Last week, the Government announced further major economic support measures, and already North Swindon MP, Justin Tomlinson and I are encouraging local businesses who are registering for the Government’s new ‘Eat Out To Help Out’ scheme to get in touch, so that we can showcase and promote their involvement.
The scheme will provide a 50% reduction for sit-down meals across the UK from Monday to Wednesday every week throughout August. This forms part of the Government’s ‘Plan for Jobs’ as we enter the second part of our three-phase plan to secure the UK’s economic recovery from coronavirus.
Businesses can register for the scheme via: https://www.gov.uk/guidance/register-your-establishment-for-the-eat-out-to-help-out-scheme?fbclid=IwAR0wx_9kiFp1qAZsgpSJjZv-MfWW7o6AmuCTN-IU_SZp5fgrXCNZ9xkZlxA#who-can-register.
Once you have registered, please get in touch with me via: firstname.lastname@example.org.
I was extremely concerned to hear that the John Lewis store at Mannington will be closing permanently.
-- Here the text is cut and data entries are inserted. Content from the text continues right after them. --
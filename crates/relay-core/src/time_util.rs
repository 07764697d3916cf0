//! Wall-clock timestamps.
//!
//! Tag read times are stored as milliseconds since the Unix epoch so they
//! survive a restart through the journal.

use std::time::{Duration, SystemTime, UNIX_EPOCH};

use crate::types::Timestamp;

/// Current time as **milliseconds** since Unix epoch.
#[inline]
pub fn now_ms() -> Timestamp {
    let d = SystemTime::now().duration_since(UNIX_EPOCH).unwrap_or_default();
    d.as_millis() as Timestamp
}

/// Milliseconds in `d`, saturating at `u64::MAX`.
#[inline]
pub fn duration_ms(d: Duration) -> u64 {
    u64::try_from(d.as_millis()).unwrap_or(u64::MAX)
}
//! Duplicate read suppression.
//!
//! A reader mat sees the same transponder several times as a runner crosses
//! it, and a runner who stands on the mat would otherwise score laps for
//! free. [`LapWindow`] rejects any read of a tag that arrives sooner than the
//! minimum lap interval after that tag's last accepted read.

use std::time::Duration;

use crate::time_util::duration_ms;
use crate::types::Timestamp;

/// Outcome of checking a read against the de-dup window.
#[derive(Debug, Clone, Copy, PartialEq, Eq)]
pub enum WindowVerdict {
    /// Far enough from the previous accepted read (or the first read).
    Accept,
    /// Inside the window; `elapsed_ms` since the last accepted read.
    TooSoon { elapsed_ms: u64 },
}

/// Minimum time between two accepted reads of the same tag.
///
/// Holds no per-tag state; last-update timestamps live on the tags.
#[derive(Debug, Clone, Copy, PartialEq, Eq)]
pub struct LapWindow {
    min_interval_ms: u64,
}

impl LapWindow {
    pub fn new(min_interval: Duration) -> Self {
        Self {
            min_interval_ms: duration_ms(min_interval),
        }
    }

    pub fn min_interval(&self) -> Duration {
        Duration::from_millis(self.min_interval_ms)
    }

    /// Check a read at `now` against the tag's `last_update`.
    ///
    /// A tag that was never read is always accepted. A clock reading earlier
    /// than `last_update` counts as zero elapsed.
    #[inline]
    pub fn check(&self, last_update: Option<Timestamp>, now: Timestamp) -> WindowVerdict {
        let Some(last) = last_update else {
            return WindowVerdict::Accept;
        };
        let elapsed_ms = now.saturating_sub(last);
        if elapsed_ms < self.min_interval_ms {
            WindowVerdict::TooSoon { elapsed_ms }
        } else {
            WindowVerdict::Accept
        }
    }
}

#[cfg(test)]
mod tests {
    use super::*;

    #[test]
    fn first_read_is_accepted() {
        let w = LapWindow::new(Duration::from_secs(60));
        assert_eq!(w.check(None, 0), WindowVerdict::Accept);
    }

    #[test]
    fn window_boundaries() {
        let w = LapWindow::new(Duration::from_secs(60));
        assert_eq!(w.check(Some(1_000), 31_000), WindowVerdict::TooSoon { elapsed_ms: 30_000 });
        assert_eq!(w.check(Some(1_000), 60_999), WindowVerdict::TooSoon { elapsed_ms: 59_999 });
        assert_eq!(w.check(Some(1_000), 61_000), WindowVerdict::Accept); // exactly the interval
        assert_eq!(w.check(Some(1_000), 62_000), WindowVerdict::Accept);
    }

    #[test]
    fn clock_going_backwards_is_too_soon() {
        let w = LapWindow::new(Duration::from_secs(2));
        assert_eq!(w.check(Some(10_000), 5_000), WindowVerdict::TooSoon { elapsed_ms: 0 });
    }

    #[test]
    fn zero_interval_accepts_everything() {
        let w = LapWindow::new(Duration::ZERO);
        assert_eq!(w.check(Some(5), 5), WindowVerdict::Accept);
    }
}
Following the announcement, I spoke with Damian Drum, Senior Manager, Group Public Affairs at John Lewis Partnership, who said that the decision was based on the changing habits of customers.
I was told that before coronavirus struck, 40% of all John Lewis sales were made online and it is estimated that this will remain at between 60% and 70% following the end of the pandemic.
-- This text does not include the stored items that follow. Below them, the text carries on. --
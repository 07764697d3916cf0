//! # relay-runner
//!
//! Main entry point for the relay lap counter.
//!
//! Rebuilds the registry from the journal, optionally imports a roster or
//! resets the lap counts, then serves the websocket gateways until Ctrl+C.
//!
//! # Usage
//!
//! ```bash
//! relay --config relay.json --import teams.csv
//! relay --config relay.json --hour 5 --log-level debug
//! ```

use std::path::{Path, PathBuf};

use anyhow::{Result, bail};
use clap::Parser;
use relay_core::journal::{self, Journal};
use relay_core::registry::{MemoryRegistry, Registry};
use relay_engine::processor::LapProcessor;
use relay_engine::roster;
use relay_engine::service::RelayService;
use tracing::{error, info, warn};

/// Relay race lap counter.
#[derive(Parser)]
#[command(name = "relay", about = "Relay race lap counter")]
struct Cli {
    /// Configuration file path (JSON). Defaults apply without one.
    #[arg(short, long)]
    config: Option<PathBuf>,

    /// Log level (trace, debug, info, warn, error).
    #[arg(short, long, default_value = "info")]
    log_level: String,

    /// Optional log directory for file output.
    #[arg(long)]
    log_dir: Option<String>,

    /// Roster CSV to import before starting. Only allowed on an empty journal.
    #[arg(long)]
    import: Option<PathBuf>,

    /// Hour to start at, for restarts in the middle of the event.
    #[arg(long)]
    hour: Option<u8>,

    /// Seconds until the event starts.
    #[arg(long)]
    start_in: Option<u64>,

    /// Zero every lap count before starting.
    #[arg(long)]
    reset_laps: bool,

    /// Listen address for the gateways, e.g. 0.0.0.0:8080.
    #[arg(long)]
    listen: Option<String>,
}

#[tokio::main]
async fn main() -> Result<()> {
    let cli = Cli::parse();

    // 1. Load configuration, then apply command-line overrides
    let mut config = match &cli.config {
        Some(path) => relay_core::config::load_config(path)?,
        None => relay_core::config::AppConfig::default(),
    };
    if let Some(listen) = cli.listen {
        config.listen_addr = Some(listen);
    }
    if let Some(hour) = cli.hour {
        config.hours.start_hour = Some(hour);
    }
    if let Some(secs) = cli.start_in {
        config.hours.start_in_secs = Some(secs);
    }
    config.validate()?;

    // 2. Initialize logging
    let module_name = config.module_name();
    let log_dir = cli.log_dir.or_else(|| config.log_path());
    relay_core::logging::init_logging(&cli.log_level, log_dir.as_deref(), &module_name)?;

    info!("{module_name} starting, log_level={}", cli.log_level);

    // 3. Rebuild state from the journal
    let journal_path = config.effective_journal_path();
    let mut registry = MemoryRegistry::new();
    journal::replay(&journal_path, &mut registry)?;

    let journal = Journal::open(&journal_path, config.effective_flush_threshold())?;
    let processor = LapProcessor::new(registry, journal, config.min_lap_interval());

    // 4. One-off admin operations, journaled like everything else
    let processor = admin_phase(processor, cli.import.as_deref(), cli.reset_laps, &journal_path)?;

    // 5. Serve until Ctrl+C or a fatal processor error
    let service = RelayService::start(&config, processor).await?;
    info!("serving on ws://{}, press Ctrl+C to stop", service.local_addr());

    tokio::select! {
        signal = tokio::signal::ctrl_c() => {
            if let Err(e) = signal {
                error!("cannot listen for Ctrl+C: {e}");
            }
            info!("shutdown signal received");
        }
        _ = service.wait_shutdown() => {
            error!("processor stopped on its own");
        }
    }

    // 6. Ordered shutdown: tasks first, then the final journal flush
    let registry = service.stop().await?;
    info!(
        "stopped with {} team(s) and {} tag(s), goodbye",
        registry.team_count(),
        registry.tag_count()
    );
    Ok(())
}

/// Run the admin operations. On failure the journal is closed before the
/// error is returned, so completed steps are kept.
fn admin_phase(
    mut processor: LapProcessor<MemoryRegistry>,
    import: Option<&Path>,
    reset_laps: bool,
    journal_path: &Path,
) -> Result<LapProcessor<MemoryRegistry>> {
    match run_admin(import, reset_laps, journal_path, &mut processor) {
        Ok(()) => Ok(processor),
        Err(e) => {
            if let Err(close) = processor.close() {
                error!("cannot close journal {}: {close}", journal_path.display());
            }
            Err(e)
        }
    }
}

fn run_admin(
    import: Option<&Path>,
    reset_laps: bool,
    journal_path: &Path,
    processor: &mut LapProcessor<MemoryRegistry>,
) -> Result<()> {
    if let Some(path) = import {
        if processor.registry().team_count() > 0 {
            bail!(
                "refusing to import {}: journal {} already holds {} team(s)",
                path.display(),
                journal_path.display(),
                processor.registry().team_count()
            );
        }
        let entries = roster::load_roster(path)?;
        roster::import_roster(processor, &entries)?;
    }
    if reset_laps {
        warn!("resetting all lap counts");
        processor.reset_laps()?;
    }
    Ok(())
}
108 partners will be affected by the loss of the store and I have sought and received some assurances that the necessary support will be available for them to transfer to new jobs or to obtain training. I have also been assured that there will be no impact on the Waitrose store in Wichelstowe where grocery sales are performing well.
I am saddened by this decision, but I will work with the Council to help ensure a new future for the site.
In my capacity as Justice Secretary, I am pleased that anyone who assaults or attacks emergency workers could face longer jail terms, as a consultation on doubling the maximum penalty for the offence was launched on Monday.
Being punched, kicked or spat at should never be part of anybody’s job, let alone our valiant emergency workers who put their lives on the line to keep the public safe.
Now more than ever they must be able to do their extraordinary work without the fear or being attacked or assaulted, which is why we are determined to look at how our laws can protect them further.
We will continue to do everything in our power to protect our police, prison offices, firefighters and paramedics – and ensure those who seek to harm them feel the full force of the law.
Assault can cover acts such as a push, shove or being spat at. When an emergency worker is seriously injured, prosecutions will take place under more serious offences such as actual bodily harm, grievous bodily harm, or attempted murder that come which much longer sentences.
As the Home Secretary rightly said, this consultation sends a clear and simple message to the vile thugs who assault our emergency workers – you will not get away with such appalling behaviour and you will be subject to the full force of the law.